• **Action item**:
Would you copy out each line of the records below that includes the word "Duration"?

Dataset entries:
┏━━

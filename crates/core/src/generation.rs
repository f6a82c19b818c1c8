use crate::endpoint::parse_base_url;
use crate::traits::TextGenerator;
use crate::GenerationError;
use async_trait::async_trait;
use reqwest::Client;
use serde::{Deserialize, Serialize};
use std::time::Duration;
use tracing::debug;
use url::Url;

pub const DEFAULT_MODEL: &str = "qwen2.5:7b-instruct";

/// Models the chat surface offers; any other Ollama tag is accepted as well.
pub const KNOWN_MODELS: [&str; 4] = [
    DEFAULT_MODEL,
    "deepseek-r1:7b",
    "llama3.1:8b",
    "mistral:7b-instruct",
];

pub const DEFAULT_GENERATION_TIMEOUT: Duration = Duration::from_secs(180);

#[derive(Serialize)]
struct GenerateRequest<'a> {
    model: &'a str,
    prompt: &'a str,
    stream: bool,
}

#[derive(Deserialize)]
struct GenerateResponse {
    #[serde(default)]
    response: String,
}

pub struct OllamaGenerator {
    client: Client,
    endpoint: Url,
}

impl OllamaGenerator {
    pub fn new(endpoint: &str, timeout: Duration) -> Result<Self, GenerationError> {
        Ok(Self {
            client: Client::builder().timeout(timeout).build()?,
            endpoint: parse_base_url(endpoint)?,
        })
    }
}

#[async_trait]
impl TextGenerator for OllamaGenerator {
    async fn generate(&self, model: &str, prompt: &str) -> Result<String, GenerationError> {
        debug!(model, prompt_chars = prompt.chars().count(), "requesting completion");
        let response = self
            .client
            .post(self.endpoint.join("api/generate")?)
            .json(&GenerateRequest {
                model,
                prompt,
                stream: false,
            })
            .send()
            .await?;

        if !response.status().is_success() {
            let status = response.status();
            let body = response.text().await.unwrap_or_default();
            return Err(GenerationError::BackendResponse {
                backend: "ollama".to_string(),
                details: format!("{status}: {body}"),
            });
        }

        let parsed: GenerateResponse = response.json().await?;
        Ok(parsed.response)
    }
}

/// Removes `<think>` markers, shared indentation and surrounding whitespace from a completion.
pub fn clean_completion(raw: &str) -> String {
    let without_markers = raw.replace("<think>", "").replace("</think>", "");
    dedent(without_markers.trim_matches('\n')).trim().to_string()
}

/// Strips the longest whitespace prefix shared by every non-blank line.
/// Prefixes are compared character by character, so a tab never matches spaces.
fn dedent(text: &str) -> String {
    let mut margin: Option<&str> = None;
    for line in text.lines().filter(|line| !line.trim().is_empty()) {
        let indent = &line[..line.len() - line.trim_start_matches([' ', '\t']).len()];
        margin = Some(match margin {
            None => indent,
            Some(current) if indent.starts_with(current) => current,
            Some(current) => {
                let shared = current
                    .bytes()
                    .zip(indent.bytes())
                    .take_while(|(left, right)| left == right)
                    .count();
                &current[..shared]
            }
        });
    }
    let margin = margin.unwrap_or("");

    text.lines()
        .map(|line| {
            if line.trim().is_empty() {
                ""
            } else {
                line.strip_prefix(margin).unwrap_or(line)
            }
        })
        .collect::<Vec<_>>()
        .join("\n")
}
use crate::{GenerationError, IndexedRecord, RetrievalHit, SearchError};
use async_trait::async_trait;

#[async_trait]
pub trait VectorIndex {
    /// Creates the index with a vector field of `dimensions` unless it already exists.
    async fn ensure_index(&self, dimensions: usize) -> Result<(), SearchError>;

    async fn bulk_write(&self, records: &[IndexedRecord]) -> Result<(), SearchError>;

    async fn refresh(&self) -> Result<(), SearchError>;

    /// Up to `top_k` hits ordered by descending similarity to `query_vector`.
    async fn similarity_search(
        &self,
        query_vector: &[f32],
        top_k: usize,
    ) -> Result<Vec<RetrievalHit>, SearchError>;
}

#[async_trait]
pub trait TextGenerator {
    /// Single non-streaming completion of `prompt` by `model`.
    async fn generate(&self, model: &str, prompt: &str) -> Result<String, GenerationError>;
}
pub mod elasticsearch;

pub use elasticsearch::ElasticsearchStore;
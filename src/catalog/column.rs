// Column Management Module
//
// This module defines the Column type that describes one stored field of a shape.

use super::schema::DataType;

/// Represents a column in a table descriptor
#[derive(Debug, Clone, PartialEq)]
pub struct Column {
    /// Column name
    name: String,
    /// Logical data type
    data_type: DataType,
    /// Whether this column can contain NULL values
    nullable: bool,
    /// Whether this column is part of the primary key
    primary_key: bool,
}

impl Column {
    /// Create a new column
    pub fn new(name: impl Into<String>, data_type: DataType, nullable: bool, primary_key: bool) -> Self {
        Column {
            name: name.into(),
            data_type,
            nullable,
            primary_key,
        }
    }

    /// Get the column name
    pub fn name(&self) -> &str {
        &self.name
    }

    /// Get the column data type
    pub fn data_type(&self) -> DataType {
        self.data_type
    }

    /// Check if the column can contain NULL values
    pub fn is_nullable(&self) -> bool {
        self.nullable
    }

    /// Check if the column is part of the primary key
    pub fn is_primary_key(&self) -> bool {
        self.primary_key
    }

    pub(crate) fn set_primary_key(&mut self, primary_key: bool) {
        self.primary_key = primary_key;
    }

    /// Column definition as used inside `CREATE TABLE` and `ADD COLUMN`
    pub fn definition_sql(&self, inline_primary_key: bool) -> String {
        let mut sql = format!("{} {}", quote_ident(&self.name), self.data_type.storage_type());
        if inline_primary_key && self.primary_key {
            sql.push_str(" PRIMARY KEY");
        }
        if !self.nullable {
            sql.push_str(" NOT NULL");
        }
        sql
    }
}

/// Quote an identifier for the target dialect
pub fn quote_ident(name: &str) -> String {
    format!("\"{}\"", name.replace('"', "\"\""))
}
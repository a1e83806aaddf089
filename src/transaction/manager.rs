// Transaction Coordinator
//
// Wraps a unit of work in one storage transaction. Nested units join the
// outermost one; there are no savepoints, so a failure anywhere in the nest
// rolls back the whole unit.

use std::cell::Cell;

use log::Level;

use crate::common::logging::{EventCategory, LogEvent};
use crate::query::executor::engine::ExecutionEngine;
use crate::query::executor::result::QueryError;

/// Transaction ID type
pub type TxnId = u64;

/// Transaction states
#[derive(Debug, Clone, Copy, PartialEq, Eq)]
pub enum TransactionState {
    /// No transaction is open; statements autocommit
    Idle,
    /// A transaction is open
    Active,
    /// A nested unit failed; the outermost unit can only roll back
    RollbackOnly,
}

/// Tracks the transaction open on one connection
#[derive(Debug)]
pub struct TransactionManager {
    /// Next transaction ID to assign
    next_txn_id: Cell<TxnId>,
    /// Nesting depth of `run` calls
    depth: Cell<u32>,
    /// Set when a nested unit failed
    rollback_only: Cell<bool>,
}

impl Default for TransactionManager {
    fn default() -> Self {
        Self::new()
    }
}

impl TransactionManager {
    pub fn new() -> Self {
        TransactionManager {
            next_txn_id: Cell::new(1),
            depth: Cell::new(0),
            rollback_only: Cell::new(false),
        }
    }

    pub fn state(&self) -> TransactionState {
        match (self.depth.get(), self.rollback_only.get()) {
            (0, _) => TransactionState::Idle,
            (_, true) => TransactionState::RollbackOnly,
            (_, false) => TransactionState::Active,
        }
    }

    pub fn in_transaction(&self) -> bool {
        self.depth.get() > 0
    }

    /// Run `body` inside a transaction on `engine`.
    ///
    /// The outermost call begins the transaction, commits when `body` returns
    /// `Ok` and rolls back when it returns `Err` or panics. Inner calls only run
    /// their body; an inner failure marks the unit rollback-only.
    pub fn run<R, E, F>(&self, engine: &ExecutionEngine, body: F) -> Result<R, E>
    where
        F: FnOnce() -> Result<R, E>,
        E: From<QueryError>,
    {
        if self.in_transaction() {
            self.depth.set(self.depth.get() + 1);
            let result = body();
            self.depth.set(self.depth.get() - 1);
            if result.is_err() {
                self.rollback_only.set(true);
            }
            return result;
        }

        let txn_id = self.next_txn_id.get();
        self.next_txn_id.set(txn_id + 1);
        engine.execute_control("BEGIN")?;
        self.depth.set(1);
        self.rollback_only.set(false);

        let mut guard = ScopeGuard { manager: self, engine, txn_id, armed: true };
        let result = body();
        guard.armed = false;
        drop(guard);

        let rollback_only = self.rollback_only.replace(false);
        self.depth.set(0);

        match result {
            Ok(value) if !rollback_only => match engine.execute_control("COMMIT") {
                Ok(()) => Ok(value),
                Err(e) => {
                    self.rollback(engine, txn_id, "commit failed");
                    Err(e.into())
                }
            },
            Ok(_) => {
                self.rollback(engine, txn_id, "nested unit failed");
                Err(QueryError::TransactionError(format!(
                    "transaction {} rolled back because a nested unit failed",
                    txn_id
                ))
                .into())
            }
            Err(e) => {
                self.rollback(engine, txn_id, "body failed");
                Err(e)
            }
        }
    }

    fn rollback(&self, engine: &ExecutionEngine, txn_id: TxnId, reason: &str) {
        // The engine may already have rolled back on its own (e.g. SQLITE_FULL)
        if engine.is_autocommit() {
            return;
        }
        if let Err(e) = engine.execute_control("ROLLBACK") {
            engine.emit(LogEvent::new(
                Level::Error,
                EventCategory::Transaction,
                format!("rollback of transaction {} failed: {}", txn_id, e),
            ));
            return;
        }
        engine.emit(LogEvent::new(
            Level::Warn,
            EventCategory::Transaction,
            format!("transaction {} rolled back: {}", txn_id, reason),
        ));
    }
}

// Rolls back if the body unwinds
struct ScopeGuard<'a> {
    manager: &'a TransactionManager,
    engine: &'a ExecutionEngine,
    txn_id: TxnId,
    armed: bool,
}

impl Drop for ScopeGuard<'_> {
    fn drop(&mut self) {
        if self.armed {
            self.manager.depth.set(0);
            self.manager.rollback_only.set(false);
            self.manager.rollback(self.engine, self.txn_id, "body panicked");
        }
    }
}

┗━━

• **Output below**:
use std::time::Duration;
pub const DEFAULT_GENERATION_TIMEOUT: Duration = Duration::from_secs(180);
    pub fn new(endpoint: &str, timeout: Duration) -> Result<Self, GenerationError> {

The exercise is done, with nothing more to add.